System Administrator Middle / Senior
We are Timeweb Cloud, a cloud solutions provider with a geographically distributed infrastructure. We develop a full-fledged IaaS/PaaS platform that includes Managed Kubernetes services, DBaaS, S3 object storage, Load Balancing as a Service (LBaaS), and virtual private networks.
We are looking for a system administrator who will handle non-standard server configurations, investigate complex incidents, and automate everything that moves.
Role focus — cloud infrastructure: virtualization, networking (overlay/underlay), performance, platform-level incidents.
What you will do:
- Investigate complex problems
- Analyze logs, traces, and metrics to find root causes of incidents in any part of the cloud.
- Diagnose problems at the level of Python services and scripts (understanding the code is sufficient, active development is not required).
- Work with the Linux kernel, network stack to find bottlenecks.
- Design and install non-standard configurations
- Deploy distributed systems in production and under live load.
- Optimize the performance of virtualization hosts and network dataplane components (NUMA, IRQ/RPS, I/O, schedulers).
- Participate in architectural design of new solutions with the team.
- Write scripts in Bash and Python to automate software installation and server configuration.
- Work with configuration management systems (SaltStack / Ansible).
- Configure and develop monitoring (Zabbix and other systems).
- Participate in on-call rotations (approximately one week per month, oncall).
- Assist in resolving emergency situations when standard tools and junior teams are insufficient.
We expect from you:
- Deep understanding of Linux operation: cgroups, namespaces, network stack, systemd, processes, and initialization system.
- Understanding of processor topology, including NUMA, and the ability to consider it when configuring performance.
- Ability to investigate problems at the kernel and system call level: from analyzing logs and strace to finding bottlenecks.

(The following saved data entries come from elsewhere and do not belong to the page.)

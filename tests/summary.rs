use axum::{body::to_bytes, http::Request, Router};
use serde_json::{json, Value};
use tower::ServiceExt;
use workout_tracker::{config::Config, state::AppState};

fn app_with(config: Config) -> Router {
    workout_tracker::app(AppState::new(config))
}

fn app() -> Router {
    app_with(Config::default())
}

async fn post_json(app: Router, uri: &str, body: Value) -> (axum::http::StatusCode, Value) {
    let response = app
        .oneshot(
            Request::builder()
                .uri(uri)
                .method("POST")
                .header("content-type", "application/json")
                .body(axum::body::Body::from(body.to_string()))
                .expect("request"),
        )
        .await
        .expect("response");

    let status = response.status();
    let body = to_bytes(response.into_body(), usize::MAX)
        .await
        .expect("body bytes");
    let json: Value = serde_json::from_slice(&body).expect("json body");
    (status, json)
}

#[tokio::test]
async fn summary_returns_metrics_and_message() {
    let (status, body) = post_json(
        app(),
        "/api/summary",
        json!({"workout_type": "SWM", "data": [720, 1, 80, 25, 40]}),
    )
    .await;

    assert_eq!(status, axum::http::StatusCode::OK);
    assert_eq!(body["summary"]["training_type"], "Swimming");
    assert_eq!(body["summary"]["calories"].as_f64(), Some(336.0));
    assert_eq!(
        body["message"],
        "Тип тренировки: Swimming; Длительность: 1.000 ч.; Дистанция: 0.994 км; Ср. скорость: 1.000 км/ч; Потрачено ккал: 336.000."
    );
}

#[tokio::test]
async fn summary_rejects_unknown_workout_type() {
    let (status, body) = post_json(
        app(),
        "/api/summary",
        json!({"workout_type": "BIKE", "data": [1, 1, 1]}),
    )
    .await;

    assert_eq!(status, axum::http::StatusCode::BAD_REQUEST);
    let error = body["error"].as_str().expect("error message");
    assert!(error.contains("BIKE"));
    assert!(error.contains("WLK"));
}

#[tokio::test]
async fn summary_rejects_zero_duration() {
    let (status, body) = post_json(
        app(),
        "/api/summary",
        json!({"workout_type": "RUN", "data": [15000, 0, 75]}),
    )
    .await;

    assert_eq!(status, axum::http::StatusCode::BAD_REQUEST);
    assert!(body["error"]
        .as_str()
        .expect("error message")
        .contains("Division by zero"));
}

#[tokio::test]
async fn batch_reports_each_record() {
    let (status, body) = post_json(
        app(),
        "/api/summaries",
        json!({"records": [
            {"workout_type": "RUN", "data": [15000, 1, 75]},
            {"workout_type": "WLK", "data": [9000, 1]},
        ]}),
    )
    .await;

    assert_eq!(status, axum::http::StatusCode::OK);
    assert_eq!(body["failed"], 1);
    let results = body["results"].as_array().expect("results");
    assert_eq!(results.len(), 2);
    assert_eq!(results[0]["summary"]["training_type"], "Running");
    assert_eq!(results[1]["workout_type"], "WLK");
    assert!(results[1]["error"]
        .as_str()
        .expect("error message")
        .contains("takes 4 values, got 2"));
}

#[tokio::test]
async fn batch_over_limit_is_rejected() {
    let config = Config {
        max_batch_size: 1,
        ..Config::default()
    };
    let (status, _) = post_json(
        app_with(config),
        "/api/summaries",
        json!({"records": [
            {"workout_type": "RUN", "data": [15000, 1, 75]},
            {"workout_type": "RUN", "data": [15000, 1, 75]},
        ]}),
    )
    .await;

    assert_eq!(status, axum::http::StatusCode::BAD_REQUEST);
}

#[tokio::test]
async fn workout_types_lists_registry() {
    let response = app()
        .oneshot(
            Request::builder()
                .uri("/api/workout-types")
                .method("GET")
                .body(axum::body::Body::empty())
                .expect("request"),
        )
        .await
        .expect("response");

    assert_eq!(response.status(), axum::http::StatusCode::OK);
    let body = to_bytes(response.into_body(), usize::MAX)
        .await
        .expect("body bytes");
    let types: Value = serde_json::from_slice(&body).expect("json body");
    let tags: Vec<&str> = types
        .as_array()
        .expect("array")
        .iter()
        .filter_map(|t| t["tag"].as_str())
        .collect();
    assert_eq!(tags, vec!["SWM", "RUN", "WLK"]);
    assert_eq!(types[2]["fields"][3], "height_cm");
}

- Understanding of disk I/O, file systems, volume managers, and schedulers.
- Experience with QEMU/KVM and libvirt.
- Understanding the differences between virtual machines and containers.
- Understanding of VLAN, VXLAN, BGP.
- Experience with OpenvSwitch, understanding of OpenFlow.
- Experience with SaltStack and/or Ansible.
- Configuration and support of monitoring (Zabbix or similar).
- Python at the code reading level (understanding what is happening in services and scripts).
- Confident Bash skills.
Will be a huge plus:
- Basic understanding of Ceph: what it is, how S3 and RBD disks for virtual machines are built on it.
- Experience with SAN/NAS.
- SDN and virtualization
- Experience with OpenStack / OpenNebula / oVirt.
- Familiarity with SDN solutions (OVN, Tungsten Fabric).
Our stack:
- OS and virtualization: Linux, QEMU, KVM, libvirt
- Networking: VLAN, VXLAN, BGP, OpenvSwitch, OpenFlow, FRR
- Automation: SaltStack, Ansible, Bash, Python
- Monitoring: Zabbix, Prometheus, Victoria Metrics
- Storage: Ceph
- CI/CD: GitLab CI/CD
What we offer:
- Official employment in an accredited IT company with all the ensuing benefits;
- Voluntary Medical Insurance (DMS);
- Sports compensation;
- Psychological counseling compensation;
- 8 additional days off per year - 2 each quarter;
- Remote work format or work in the office near Moskovskiye Vorota metro station (St. Petersburg) with the possibility of hybrid work - at your choice.
Additional benefits for those working in our St. Petersburg office:
- Office doctor visits;
- Meal compensation via "NaLunch";
- Office library, opportunity to learn from colleagues from other departments and divisions.
- Office kitchen with unlimited coffee, tea, fruits, and snacks.